◆ PROBLEM ◆
Print nothing but the lines below starting at the line that holds "let incoming = typed::<GenerationNumber>(&object)?;" and ending at the line that holds "Postcard encoding failed.", including both, each exactly as written.

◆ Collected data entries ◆
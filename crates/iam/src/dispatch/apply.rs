//! Apply functions of the standard registry.

use std::sync::Arc;

use ironvault_memdb::{Record, TableRecord, downcast};
use ironvault_types::Envelope;
use tracing::debug;

use super::ApplyContext;
use crate::{
    downstream::EntityDownstream,
    error::{Result, SerializeSnafu},
    model::{AuthSource, Entity, EntityAlias, GenerationNumber, Multipass, ServiceAccount, User},
    projection,
    repo::{AuthSourceRepo, GenerationRepo},
};

fn typed<T: TableRecord>(object: &Arc<dyn Record>) -> Result<T> {
    downcast::<T>(object).ok_or_else(|| {
        SerializeSnafu { object_type: T::TABLE, message: format!("decoded row is a {}", object.table()) }.build()
    })
}

/// Upserts the row or removes it by id. Removing an absent row is a no-op.
pub(super) fn upsert_or_remove(
    ctx: &mut ApplyContext<'_, '_>,
    envelope: &Envelope,
    object: Option<Arc<dyn Record>>,
) -> Result<()> {
    match object {
        Some(object) => ctx.txn.insert_arc(object)?,
        None => {
            ctx.txn.remove(&envelope.object_type, &envelope.id)?;
        },
    }
    Ok(())
}

/// Like [`upsert_or_remove`] without foreign-key checks, for replay.
pub(super) fn raw(ctx: &mut ApplyContext<'_, '_>, envelope: &Envelope, object: Option<Arc<dyn Record>>) -> Result<()> {
    match object {
        Some(object) => ctx.txn.insert_unchecked(object)?,
        None => {
            ctx.txn.remove(&envelope.object_type, &envelope.id)?;
        },
    }
    Ok(())
}

pub(super) fn root_user(ctx: &mut ApplyContext<'_, '_>, envelope: &Envelope, object: Option<Arc<dyn Record>>) -> Result<()> {
    root_principal::<User>(ctx, envelope, object)
}

pub(super) fn root_service_account(
    ctx: &mut ApplyContext<'_, '_>,
    envelope: &Envelope,
    object: Option<Arc<dyn Record>>,
) -> Result<()> {
    root_principal::<ServiceAccount>(ctx, envelope, object)
}

fn root_principal<P: TableRecord + projection::Principal>(
    ctx: &mut ApplyContext<'_, '_>,
    envelope: &Envelope,
    object: Option<Arc<dyn Record>>,
) -> Result<()> {
    match object {
        Some(object) => {
            let principal = typed::<P>(&object)?;
            ctx.txn.insert_arc(object)?;
            projection::project(ctx.txn, &principal)?;
        },
        None => {
            ctx.txn.remove(P::TABLE, &envelope.id)?;
            if projection::forget(ctx.txn, &envelope.id)? {
                debug!(object_type = P::TABLE, id = %envelope.id, "principal identity removed");
            }
        },
    }
    Ok(())
}

pub(super) fn root_multipass(
    ctx: &mut ApplyContext<'_, '_>,
    envelope: &Envelope,
    object: Option<Arc<dyn Record>>,
) -> Result<()> {
    match object {
        Some(object) => {
            let multipass = typed::<Multipass>(&object)?;
            ctx.txn.insert_arc(object)?;
            GenerationRepo::create_if_absent(ctx.txn, &multipass.uuid)?;
        },
        None => {
            ctx.txn.remove(Multipass::TABLE, &envelope.id)?;
            GenerationRepo::delete(ctx.txn, &envelope.id)?;
        },
    }
    Ok(())
}

pub(super) fn local_entity(
    ctx: &mut ApplyContext<'_, '_>,
    envelope: &Envelope,
    object: Option<Arc<dyn Record>>,
) -> Result<()> {
    let derived = match object {
        Some(object) => {
            let entity = typed::<Entity>(&object)?;
            if !projection::principal_is_live(&*ctx.txn, &entity.user_id)? {
                debug!(id = %envelope.id, user_id = %entity.user_id, "principal gone, skipping stale entity");
                return Ok(());
            }
            ctx.txn.insert_arc(object)?;
            EntityDownstream::entity_upserted(&entity)
        },
        None => {
            ctx.txn.remove(Entity::TABLE, &envelope.id)?;
            EntityDownstream::entity_deleted(&envelope.id)
        },
    };
    ctx.derive(envelope, derived)
}

pub(super) fn local_entity_alias(
    ctx: &mut ApplyContext<'_, '_>,
    envelope: &Envelope,
    object: Option<Arc<dyn Record>>,
) -> Result<()> {
    let derived = match object {
        Some(object) => {
            let alias = typed::<EntityAlias>(&object)?;
            if !projection::principal_is_live(&*ctx.txn, &alias.user_id)? {
                debug!(id = %envelope.id, user_id = %alias.user_id, "principal gone, skipping stale alias");
                return Ok(());
            }
            ctx.txn.insert_arc(object)?;
            EntityDownstream::alias_upserted(&*ctx.txn, &alias)?
        },
        None => {
            ctx.txn.remove(EntityAlias::TABLE, &envelope.id)?;
            EntityDownstream::alias_deleted(&envelope.id)
        },
    };
    ctx.derive(envelope, derived)
}

pub(super) fn local_auth_source(
    ctx: &mut ApplyContext<'_, '_>,
    envelope: &Envelope,
    object: Option<Arc<dyn Record>>,
) -> Result<()> {
    match object {
        Some(object) => {
            let source = typed::<AuthSource>(&object)?;
            ctx.txn.insert_arc(object)?;
            projection::project_source(ctx.txn, &source)?;
        },
        None => {
            AuthSourceRepo::delete(ctx.txn, &envelope.id)?;
        },
    }
    Ok(())
}

pub(super) fn generation_number(
    ctx: &mut ApplyContext<'_, '_>,
    envelope: &Envelope,
    object: Option<Arc<dyn Record>>,
) -> Result<()> {
    match object {
        Some(object) => {
            let incoming = typed::<GenerationNumber>(&object)?;
            GenerationRepo::apply_replicated(ctx.txn, incoming)?;
        },
        None => {
            GenerationRepo::delete(ctx.txn, &envelope.id)?;
        },
    }
    Ok(())
}
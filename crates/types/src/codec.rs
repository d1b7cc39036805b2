//! Serialization helpers shared across crates.
//!
//! Two formats are in use: postcard for compact opaque blobs (the sealed
//! backend configuration) and JSON for replicated object payloads, which
//! must stay readable by every publisher version.

use serde::{Serialize, de::DeserializeOwned};
use snafu::{ResultExt, Snafu};

use crate::error::{ErrorCode, HasErrorCode};

/// Error type for codec operations.
#[derive(Debug, Snafu)]
pub enum CodecError {
    /// Postcard encoding failed.
    #[snafu(display("Encoding failed: {source}"))]
    Encode {
        /// The underlying postcard error.
        source: postcard::Error,
    },

    /// Postcard decoding failed.
    #[snafu(display("Decoding failed: {source}"))]
    Decode {
        /// The underlying postcard error.
        source: postcard::Error,
    },

    /// JSON encoding or decoding failed.
    #[snafu(display("JSON codec failed for {type_name}: {source}"))]
    Json {
        /// Name of the Rust type being processed.
        type_name: &'static str,
        /// The underlying serde_json error.
        source: serde_json::Error,
    },
}

impl HasErrorCode for CodecError {
    fn code(&self) -> ErrorCode {
        ErrorCode::AppSerialization
    }
}

/// Encodes a value to bytes using postcard serialization.
///
/// # Errors
///
/// Returns `CodecError::Encode` if serialization fails.
pub fn encode<T: Serialize>(value: &T) -> Result<Vec<u8>, CodecError> {
    postcard::to_allocvec(value).context(EncodeSnafu)
}

/// Decodes bytes to a value using postcard deserialization.
///
/// # Errors
///
/// Returns `CodecError::Decode` if deserialization fails.
pub fn decode<T: DeserializeOwned>(bytes: &[u8]) -> Result<T, CodecError> {
    postcard::from_bytes(bytes).context(DecodeSnafu)
}

/// Encodes a value as JSON bytes.
///
/// # Errors
///
/// Returns `CodecError::Json` if serialization fails.
pub fn to_json<T: Serialize>(value: &T) -> Result<Vec<u8>, CodecError> {
    serde_json::to_vec(value).context(JsonSnafu { type_name: std::any::type_name::<T>() })
}

/// Decodes JSON bytes into a value.
///
/// # Errors
///
/// Returns `CodecError::Json` if the bytes are not valid JSON for `T`.
pub fn from_json<T: DeserializeOwned>(bytes: &[u8]) -> Result<T, CodecError> {
    serde_json::from_slice(bytes).context(JsonSnafu { type_name: std::any::type_name::<T>() })
}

◆ ANSWER SPACE ◆
            let incoming = typed::<GenerationNumber>(&object)?;
            GenerationRepo::apply_replicated(ctx.txn, incoming)?;
        },
        None => {
            GenerationRepo::delete(ctx.txn, &envelope.id)?;
        },
    }
    Ok(())
}
filename crates/types/src/codec.rs
repository d1b7cc39036805b2
//! Serialization helpers shared across crates.
//!
//! Two formats are in use: postcard for compact opaque blobs (the sealed
//! backend configuration) and JSON for replicated object payloads, which
//! must stay readable by every publisher version.

use serde::{Serialize, de::DeserializeOwned};
use snafu::{ResultExt, Snafu};

use crate::error::{ErrorCode, HasErrorCode};

/// Error type for codec operations.
#[derive(Debug, Snafu)]
pub enum CodecError {
    /// Postcard encoding failed.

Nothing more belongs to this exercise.